Your objective: Scan the entries that follow and copy out every line containing "Option".

Data in this exercise:

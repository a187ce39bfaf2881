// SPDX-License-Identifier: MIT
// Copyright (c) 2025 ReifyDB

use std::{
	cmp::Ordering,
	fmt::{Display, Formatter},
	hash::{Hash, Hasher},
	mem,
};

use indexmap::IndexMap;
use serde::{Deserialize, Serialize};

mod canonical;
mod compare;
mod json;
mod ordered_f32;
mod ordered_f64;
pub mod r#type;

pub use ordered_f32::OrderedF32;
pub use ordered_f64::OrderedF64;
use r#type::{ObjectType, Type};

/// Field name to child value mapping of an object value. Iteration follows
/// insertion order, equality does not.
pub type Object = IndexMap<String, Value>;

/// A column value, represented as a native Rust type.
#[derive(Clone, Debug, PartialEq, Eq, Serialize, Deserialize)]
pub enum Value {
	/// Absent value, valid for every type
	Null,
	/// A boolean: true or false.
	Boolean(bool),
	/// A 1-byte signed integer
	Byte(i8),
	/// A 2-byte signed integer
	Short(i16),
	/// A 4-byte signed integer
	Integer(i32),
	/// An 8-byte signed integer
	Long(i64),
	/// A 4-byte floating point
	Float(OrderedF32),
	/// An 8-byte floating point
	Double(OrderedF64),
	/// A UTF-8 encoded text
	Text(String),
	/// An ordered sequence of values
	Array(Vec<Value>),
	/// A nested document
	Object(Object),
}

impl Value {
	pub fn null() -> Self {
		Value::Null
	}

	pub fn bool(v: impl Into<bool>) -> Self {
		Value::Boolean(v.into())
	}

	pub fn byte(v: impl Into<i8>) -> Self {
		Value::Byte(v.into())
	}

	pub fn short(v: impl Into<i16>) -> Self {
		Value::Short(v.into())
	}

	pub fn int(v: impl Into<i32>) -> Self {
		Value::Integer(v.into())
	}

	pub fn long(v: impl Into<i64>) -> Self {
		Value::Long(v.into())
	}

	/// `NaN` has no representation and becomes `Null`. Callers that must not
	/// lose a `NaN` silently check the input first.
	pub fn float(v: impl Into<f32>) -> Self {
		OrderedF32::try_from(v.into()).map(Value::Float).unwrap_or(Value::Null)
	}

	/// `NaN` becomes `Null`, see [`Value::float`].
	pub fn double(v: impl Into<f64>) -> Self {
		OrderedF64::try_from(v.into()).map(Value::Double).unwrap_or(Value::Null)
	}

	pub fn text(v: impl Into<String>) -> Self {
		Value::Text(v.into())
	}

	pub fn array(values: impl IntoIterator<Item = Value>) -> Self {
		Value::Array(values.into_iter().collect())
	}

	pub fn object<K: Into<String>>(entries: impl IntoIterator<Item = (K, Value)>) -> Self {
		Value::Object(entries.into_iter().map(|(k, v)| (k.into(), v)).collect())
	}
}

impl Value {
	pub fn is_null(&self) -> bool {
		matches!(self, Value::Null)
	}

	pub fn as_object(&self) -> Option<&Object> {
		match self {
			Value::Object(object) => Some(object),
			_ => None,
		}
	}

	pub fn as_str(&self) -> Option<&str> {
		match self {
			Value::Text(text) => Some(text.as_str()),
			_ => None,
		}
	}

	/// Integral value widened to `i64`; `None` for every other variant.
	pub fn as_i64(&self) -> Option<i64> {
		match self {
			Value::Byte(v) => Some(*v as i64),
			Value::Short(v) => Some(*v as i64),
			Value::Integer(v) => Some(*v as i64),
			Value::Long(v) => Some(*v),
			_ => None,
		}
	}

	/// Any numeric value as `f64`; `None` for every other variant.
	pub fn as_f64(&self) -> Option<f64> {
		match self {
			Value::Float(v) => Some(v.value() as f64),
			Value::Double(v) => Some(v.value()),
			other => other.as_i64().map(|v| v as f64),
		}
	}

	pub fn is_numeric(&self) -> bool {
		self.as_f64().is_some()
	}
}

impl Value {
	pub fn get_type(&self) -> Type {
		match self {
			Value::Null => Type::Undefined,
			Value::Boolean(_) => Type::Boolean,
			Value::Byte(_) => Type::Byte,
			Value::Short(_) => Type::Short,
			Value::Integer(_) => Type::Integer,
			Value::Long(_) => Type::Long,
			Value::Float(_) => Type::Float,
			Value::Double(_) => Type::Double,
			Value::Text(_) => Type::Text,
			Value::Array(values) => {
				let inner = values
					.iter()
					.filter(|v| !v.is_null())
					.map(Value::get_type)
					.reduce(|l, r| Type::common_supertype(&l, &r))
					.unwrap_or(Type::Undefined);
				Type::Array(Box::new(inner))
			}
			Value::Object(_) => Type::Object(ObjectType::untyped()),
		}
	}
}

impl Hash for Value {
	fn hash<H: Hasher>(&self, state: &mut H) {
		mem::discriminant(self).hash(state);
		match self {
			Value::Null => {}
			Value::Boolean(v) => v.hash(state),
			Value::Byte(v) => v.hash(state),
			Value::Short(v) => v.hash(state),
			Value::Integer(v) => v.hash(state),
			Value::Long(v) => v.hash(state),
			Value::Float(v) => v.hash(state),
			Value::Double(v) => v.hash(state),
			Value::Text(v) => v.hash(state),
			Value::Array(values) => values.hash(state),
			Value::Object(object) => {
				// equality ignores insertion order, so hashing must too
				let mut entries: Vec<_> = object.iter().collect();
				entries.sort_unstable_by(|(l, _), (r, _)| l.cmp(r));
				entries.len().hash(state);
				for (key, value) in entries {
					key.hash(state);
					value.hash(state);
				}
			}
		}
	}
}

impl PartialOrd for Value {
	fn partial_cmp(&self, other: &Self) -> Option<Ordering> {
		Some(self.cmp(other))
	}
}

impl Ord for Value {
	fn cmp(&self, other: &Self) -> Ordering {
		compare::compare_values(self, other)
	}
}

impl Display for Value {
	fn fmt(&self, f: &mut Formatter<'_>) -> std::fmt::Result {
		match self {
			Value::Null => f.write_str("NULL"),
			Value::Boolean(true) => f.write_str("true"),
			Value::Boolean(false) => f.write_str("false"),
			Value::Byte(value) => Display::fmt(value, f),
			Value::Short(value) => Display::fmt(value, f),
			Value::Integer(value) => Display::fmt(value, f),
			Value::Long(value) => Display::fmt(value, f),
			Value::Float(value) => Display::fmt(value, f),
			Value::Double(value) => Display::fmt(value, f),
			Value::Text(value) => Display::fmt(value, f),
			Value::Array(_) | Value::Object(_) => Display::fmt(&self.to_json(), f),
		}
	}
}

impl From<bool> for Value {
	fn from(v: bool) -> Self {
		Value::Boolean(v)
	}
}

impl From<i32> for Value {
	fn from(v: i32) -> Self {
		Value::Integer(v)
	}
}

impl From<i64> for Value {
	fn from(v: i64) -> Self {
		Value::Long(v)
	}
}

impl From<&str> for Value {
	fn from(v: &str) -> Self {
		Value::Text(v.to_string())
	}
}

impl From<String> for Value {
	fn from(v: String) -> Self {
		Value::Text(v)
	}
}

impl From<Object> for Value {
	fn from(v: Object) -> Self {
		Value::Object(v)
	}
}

Answer to this problem:
	pub fn as_object(&self) -> Option<&Object> {
	pub fn as_str(&self) -> Option<&str> {
	pub fn as_i64(&self) -> Option<i64> {
	pub fn as_f64(&self) -> Option<f64> {
	fn partial_cmp(&self, other: &Self) -> Option<Ordering> {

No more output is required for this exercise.